その創設者が写真のムハマド・ユヌス氏です。最近、この人の記事を読んだのですが、なかなか興味あることを書いていました。まず、今の経済の仕組みが根本から間違っている。それは、富の集中を促す形に起因している。つまり、世の中の人が、「より多くのものを手に入れたい。」と願えば、他者との競争になって、それが進めば他国からも富を奪いたいと戦争も起きる。一部の人に富が集中すれば、逆の層の人たちは、ますます貧困になり、地球の環境も富のために悪化する。そのような経済の仕組みを「分かち合い」「助け合い」「おもいやり」のあるものにするんだ。と言ってます。
なんか、非現実的な空言(そらごと)のように聞こえますが、ユヌス氏は、それを実践して見せました。1970年代のバングラデッシュの女性たちは、学校にも行ったことがなく教育を受ける機会のない人たちでした。その人たちに5ドル、10ドルと言った少額の融資を行うと、多くの人たちが自分で仕事を始め、貧困層と言われる人たちの自立した生活に大きく寄与しました。それまでの銀行は、お金のある人には多くを貸すが、本当に困っている人には貸さない仕組みであった。(今でも、そして日本でもそうだと思う。)自分たちは銀行が貸さなかった人たちに無担保で少額融資を進め、今では1000万人以上になったが、既存銀行が懸念していたデフォルト(債務不履行)に陥ることはまれである。と言ってます。
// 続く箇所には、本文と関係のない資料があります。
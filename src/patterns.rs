//! # Mønsteropløser — Første Trin i Kommandoopløsning
//!
//! Matcher ytringer mod deklarerede frase-skabeloner fra en YAML-fil og
//! giver højst én handlingsbeskrivelse tilbage.
//!
//! ## Konfigurationsformat
//!
//! ```yaml
//! commands:
//!   - name: lights_on
//!     phrases: ["tænd lyset"]
//!     action_type: script
//!     action_details: "smarthome/lights_on.sh"
//!     parameters: []
//!   - name: open_site
//!     phrases: ["åbn {site}", "gå til {site}"]
//!     action_type: function
//!     action_details: "open_website"
//!     parameters:
//!       - name: site
//! ```
//!
//! ## Matchningsalgoritme
//!
//! 1. Normalisér ytringen: små bogstaver, trim.
//! 2. Skabelon uden pladser: nøjagtig lighed med den normaliserede skabelon.
//! 3. Skabelon med `{plads}`: kompileres ved indlæsning til et forankret
//!    regulært udtryk, hvor hver plads bliver en ikke-grådig fangstgruppe
//!    og alt andet escapes.
//! 4. Første match vinder: ydre løkke er kommandorækkefølgen, indre løkke
//!    er fraserækkefølgen.
//!
//! ## Fejl
//!
//! Manglende eller defekt konfiguration giver "intet match" for alle
//! ytringer plus én advarsel ved indlæsning — aldrig fatalt.

use std::path::Path;

use regex::Regex;
use serde::Deserialize;

/// Handlingens art: hvad målet i `action_details` peger på.
#[derive(Debug, Clone, Copy, PartialEq, Eq, Deserialize)]
#[serde(rename_all = "lowercase")]
pub enum ActionKind {
    /// Kør et script som underproces.
    Script,
    /// Kald en navngiven funktion i processens register.
    Function,
    /// Bed styresystemet åbne et program eller en URL.
    Application,
}

/// Resultatet af et mønstermatch: kommandonavn, art, mål og pladser.
///
/// Pladserne står i den rækkefølge de optrådte i den matchede frase,
/// så underproces-handlinger kan sende dem positionelt.
#[derive(Debug, Clone)]
pub struct ActionDescriptor {
    /// Kommandoens navn — registreres som intent i historikken.
    pub command: String,
    /// Handlingens art.
    pub kind: ActionKind,
    /// Funktionsnavn, scriptsti eller programnavn.
    pub target: String,
    /// (pladsnavn, udtrukket værdi) i fraserækkefølge, trimmet.
    pub slots: Vec<(String, String)>,
}

/// Rå YAML-former.
#[derive(Debug, Deserialize)]
struct PatternConfig {
    #[serde(default)]
    commands: Vec<RawCommand>,
}

#[derive(Debug, Deserialize)]
struct RawCommand {
    name: String,
    phrases: Vec<String>,
    action_type: ActionKind,
    action_details: String,
    #[serde(default)]
    parameters: Vec<RawParameter>,
}

#[derive(Debug, Deserialize)]
struct RawParameter {
    name: String,
}

/// En frase kompileret til matchbar form.
#[derive(Debug)]
enum CompiledPhrase {
    /// Ingen pladser: nøjagtig strenglighed mod den normaliserede ytring.
    Literal(String),
    /// Mindst én plads: forankret regex med navngivne fangstgrupper.
    Template { regex: Regex, slot_names: Vec<String> },
}

#[derive(Debug)]
struct CompiledCommand {
    name: String,
    kind: ActionKind,
    target: String,
    phrases: Vec<CompiledPhrase>,
}

/// Mønsteropløseren med den kompilerede kommandotabel.
#[derive(Debug, Default)]
pub struct PatternResolver {
    commands: Vec<CompiledCommand>,
}

/// Finder `{plads}`-markører i en fraseskabelon.
fn slot_marker_regex() -> Regex {
    Regex::new(r"\{([a-zA-Z_][a-zA-Z0-9_]*)\}").unwrap()
}

impl PatternResolver {
    /// Indlæser og kompilerer mønsterkonfigurationen.
    ///
    /// Manglende eller defekt fil giver en tom opløser (alle opslag
    /// svarer "intet match") og én advarsel i loggen.
    pub fn load(path: &Path) -> Self {
        let yaml = match std::fs::read_to_string(path) {
            Ok(y) => y,
            Err(_) => {
                tracing::warn!(path = %path.display(), "Ingen mønsterkonfiguration fundet, mønsteropløseren er tom");
                return Self::default();
            }
        };
        match serde_yaml::from_str::<PatternConfig>(&yaml) {
            Ok(config) => Self::from_config(config),
            Err(e) => {
                tracing::warn!(path = %path.display(), error = %e, "Defekt mønsterkonfiguration, mønsteropløseren er tom");
                Self::default()
            }
        }
    }

    /// Kompilerer en opløser direkte fra YAML-tekst. Bruges af tests.
    pub fn from_yaml(yaml: &str) -> Self {
        match serde_yaml::from_str::<PatternConfig>(yaml) {
            Ok(config) => Self::from_config(config),
            Err(e) => {
                tracing::warn!(error = %e, "Defekt mønster-YAML, mønsteropløseren er tom");
                Self::default()
            }
        }
    }

    fn from_config(config: PatternConfig) -> Self {
        let marker = slot_marker_regex();
        let mut commands = Vec::with_capacity(config.commands.len());
        for raw in config.commands {
            let mut phrases = Vec::with_capacity(raw.phrases.len());
            for phrase in &raw.phrases {
                let normalized = phrase.trim().to_lowercase();
                match compile_phrase(&normalized, &marker) {
                    Some(compiled) => phrases.push(compiled),
                    None => {
                        tracing::warn!(command = %raw.name, phrase = %phrase, "Frase kunne ikke kompileres, springes over");
                    }
                }
            }
            let _ = &raw.parameters; // pladsnavne valideres implicit af fraserne
            commands.push(CompiledCommand {
                name: raw.name,
                kind: raw.action_type,
                target: raw.action_details,
                phrases,
            });
        }
        tracing::info!(commands = commands.len(), "Mønsterkonfiguration indlæst");
        Self { commands }
    }

    /// Antal indlæste kommandoer.
    pub fn command_count(&self) -> usize {
        self.commands.len()
    }

    /// Opløser en ytring til højst én handlingsbeskrivelse.
    /// Første match vinder; intet match giver `None`, og orkestratoren
    /// går videre til klassifikatoren.
    pub fn resolve(&self, utterance: &str) -> Option<ActionDescriptor> {
        let normalized = utterance.trim().to_lowercase();
        if normalized.is_empty() {
            return None;
        }
        for command in &self.commands {
            for phrase in &command.phrases {
                match phrase {
                    CompiledPhrase::Literal(template) => {
                        if *template == normalized {
                            return Some(ActionDescriptor {
                                command: command.name.clone(),
                                kind: command.kind,
                                target: command.target.clone(),
                                slots: Vec::new(),
                            });
                        }
                    }
                    CompiledPhrase::Template { regex, slot_names } => {
                        if let Some(caps) = regex.captures(&normalized) {
                            let slots = slot_names
                                .iter()
                                .enumerate()
                                .map(|(i, name)| {
                                    let value = caps
                                        .get(i + 1)
                                        .map(|m| m.as_str().trim().to_string())
                                        .unwrap_or_default();
                                    (name.clone(), value)
                                })
                                .collect();
                            return Some(ActionDescriptor {
                                command: command.name.clone(),
                                kind: command.kind,
                                target: command.target.clone(),
                                slots,
                            });
                        }
                    }
                }
            }
        }
        None
    }
}

/// Kompilerer én normaliseret frase.
///
/// Uden pladser: literal. Med pladser: hvert `{navn}` bliver `(.*?)`,
/// alt andet escapes, og udtrykket forankres i begge ender.
fn compile_phrase(normalized: &str, marker: &Regex) -> Option<CompiledPhrase> {
    if !marker.is_match(normalized) {
        return Some(CompiledPhrase::Literal(normalized.to_string()));
    }
    let mut pattern = String::from("^");
    let mut slot_names = Vec::new();
    let mut last_end = 0;
    for caps in marker.captures_iter(normalized) {
        let whole = caps.get(0).unwrap();
        pattern.push_str(&regex::escape(&normalized[last_end..whole.start()]));
        pattern.push_str("(.*?)");
        slot_names.push(caps[1].to_string());
        last_end = whole.end();
    }
    pattern.push_str(&regex::escape(&normalized[last_end..]));
    pattern.push('$');
    match Regex::new(&pattern) {
        Ok(regex) => Some(CompiledPhrase::Template { regex, slot_names }),
        Err(e) => {
            tracing::warn!(error = %e, "Regexkompilering fejlede for fraseskabelon");
            None
        }
    }
}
へえ~そう、でも社会のためと言いながら、「自社にとってビジネスになるからやっているだけなんじゃない?」と、ちょっと穿った考えを持ってしまいますが、ヤヌス氏は、企業の目的を営利追及に置かず、ソーシャル問題解決に置く、と言ってます。つまり、投資者は投資額は回収するが、それ以上のリターンはない、それ以上の利益が出た場合は、さらに問題解決に使う。企業の優先順位は、利益ではなく、社会の問題をいかに解決するか、言わば、「世のため人のため」を唯一の企業目的とする。しかし、継続可能なビジネスでないと続かないので、その利益は必ず確保し、働いている人たちの収入や働き方は、標準以上を目指す。そして、それ以上の利益は全て、また貧困層や社会的弱者の救済、環境問題の解決に振り向けて、おのれに富が集中することを良しとしない。起業家、そして働く人の価値は、「いかに多くの人たちの幸せに寄与できたか?」に置く、と言う発想のようです。
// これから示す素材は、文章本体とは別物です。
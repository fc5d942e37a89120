//! # Dialogorkestratoren — Fra Ytring til Svar
//!
//! Det eneste indgangspunkt for en tur. Pipelinen kører fire trin i
//! fast rækkefølge og stopper ved første afgørelse:
//!
//! ```text
//! ytring
//!   │
//!   ├─ 1. Venter vi på et ja/nej? ──▶ afklaringsprotokol (lær/annuller)
//!   │
//!   ├─ 2. Mønsteropløser ───────────▶ ActionDispatcher (script/funktion/app)
//!   │
//!   ├─ 3. Intent-klassifikator
//!   │      ├─ konfidens ≥ τ ────────▶ indbygget handlingstabel
//!   │      ├─ konfidens < τ ────────▶ afklaringsspørgsmål (ja/nej)
//!   │      └─ ukendt/uindlæst ──────▶ trin 4
//!   │
//!   └─ 4. LLM-fallback ─────────────▶ genereret svar, ellers fast frase
//! ```
//!
//! Hver tur ender med præcis én [`ContextStore::add_interaction`], og
//! ingen fejl slipper ud af [`Orchestrator::handle_utterance`] — det
//! værste svar er den faste ikke-forstået-frase.
//!
//! ## Afklaringsprotokollen
//!
//! Et svar under tærsklen udløser et ja/nej-spørgsmål med metadata
//! `{original_intent, original_text}`. Bekræfter brugeren, føjes parret
//! til træningskorpusset, og klassifikatoren genindlæses — begge dele
//! fuldføres før bekræftelsessvaret registreres. Tælleren over
//! bekræftelser driver gentræningsopgavens ekstra kørsel.

use std::sync::atomic::{AtomicU32, Ordering};
use std::sync::Arc;

use crate::actions::{ActionDispatcher, BuiltinActions, FALLBACK_REPLY};
use crate::context::{ContextStore, ExpectedKind, Turn};
use crate::corpus::TrainingCorpus;
use crate::llm::LanguageModel;
use crate::nlu::IntentClassifier;
use crate::patterns::PatternResolver;

/// Hvor mange ture LLM-fallbacken får som kontekstvindue.
const LLM_HISTORY_WINDOW: usize = 5;

/// Leksikalsk klassifikation af et ja/nej-svar.
#[derive(Debug, Clone, Copy, PartialEq, Eq)]
enum YesNo {
    Affirmative,
    Negative,
    Unclear,
}

/// Faste nøgleord for bekræftelse og afvisning.
const AFFIRMATIVE_WORDS: &[&str] = &[
    "ja", "jo", "jep", "yes", "ok", "okay", "gerne", "selvfølgelig", "klart",
];
const NEGATIVE_WORDS: &[&str] = &["nej", "næh", "nix", "nope", "ikke", "annuller", "glem"];

/// Klassificerer et svar leksikalsk i {bekræftende, afvisende, uklart}.
fn classify_yes_no(text: &str) -> YesNo {
    let lower = text.to_lowercase();
    let tokens: Vec<&str> = lower
        .split(|c: char| !c.is_alphanumeric())
        .filter(|t| !t.is_empty())
        .collect();
    let affirmative = tokens.iter().any(|t| AFFIRMATIVE_WORDS.contains(t));
    let negative = tokens.iter().any(|t| NEGATIVE_WORDS.contains(t));
    match (affirmative, negative) {
        (true, false) => YesNo::Affirmative,
        (false, true) => YesNo::Negative,
        _ => YesNo::Unclear,
    }
}

/// Resultatet af én tur, klar til visning i skallen.
#[derive(Debug, Clone)]
pub struct TurnReply {
    /// Svarteksten til brugeren (og til TTS-samarbejdspartneren).
    pub reply: String,
    /// Den afgjorte intent som den står i historikken.
    pub intent: String,
    /// Klassifikatorkonfidens, hvis en klassifikation indgik.
    pub confidence: Option<f64>,
}

/// Dialogorkestratoren. Ejes af én `tokio::sync::Mutex` i webstaten —
/// at tage låsen er serialiseringspunktet der giver tur-for-tur-orden.
pub struct Orchestrator {
    corpus: TrainingCorpus,
    context: ContextStore,
    patterns: PatternResolver,
    dispatcher: ActionDispatcher,
    builtins: BuiltinActions,
    classifier: Arc<IntentClassifier>,
    llm: Arc<dyn LanguageModel>,
    confidence_threshold: f64,
    /// Turtæller — driver den deterministiske rotation af svarpuljer.
    turn_counter: u64,
    /// Bekræftede afklaringer siden sidste fulde gentræning; læses af
    /// gentræningsopgaven.
    confirmed_count: Arc<AtomicU32>,
}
そんな世界が可能だろうか、と思いながら、「これは何かと同じだなあ、何だったかなあ?」と記憶をたどっていくと、そうです、日本の武士道の精神と似ています。まず、西洋の騎士道にもありますが、”ノブレスオブリージュ”(2020年10月29日つけブログ参照)と言う言葉、社会に貢献することが高貴な(貴族だけでなく企業、経営者その他何かで成功した人だけでなくすべての人にも当てはまる。)人間の責務である。そして常日頃から、弱きを助け、正しいことを行う、金に執着しない、逆におのれのために金を集めることは恥であるという考え、金よりも名誉を重んじる。全部、武士道の精神と相通ずるものがあります。そう考えると、遠い南の地で武士道を実践している立派な企業に対し、尊敬と親近感をおぼえます。
確かに世界中がこんな企業だらけになり、国家も同じように他国にいかに貢献したかが評価で、他者よりも多くの富を手にすることは、決して目的ではないようになると、土地や資源を奪い合う戦争はなくなるかもしれません。もちろん、そんなに簡単なものではないと思いますが、それはまるで、黄砂や花粉でどんよりとした春空に、ほんの一服、爽やかな涼風が吹いたような感じです。世界中のあちこちで爽やかな涼風が吹けば、黄砂も花粉もどこかに飛んで行くかもしれませんね。
(あとがき)
バングラデッシュは、親日家が多い国です。それは、1971年にパキスタンより独立した時に世界中で最初に日本が承認したことによります。また、初代大統領ムジブル・ラフマンは日本にあこがれ、国旗を日の丸からデザインしたものにしました。緑に赤丸です。まだまだ貧しい国ですが、グラミン銀行などの活躍で今後大きく発展することと思います。がんばってほしいですね。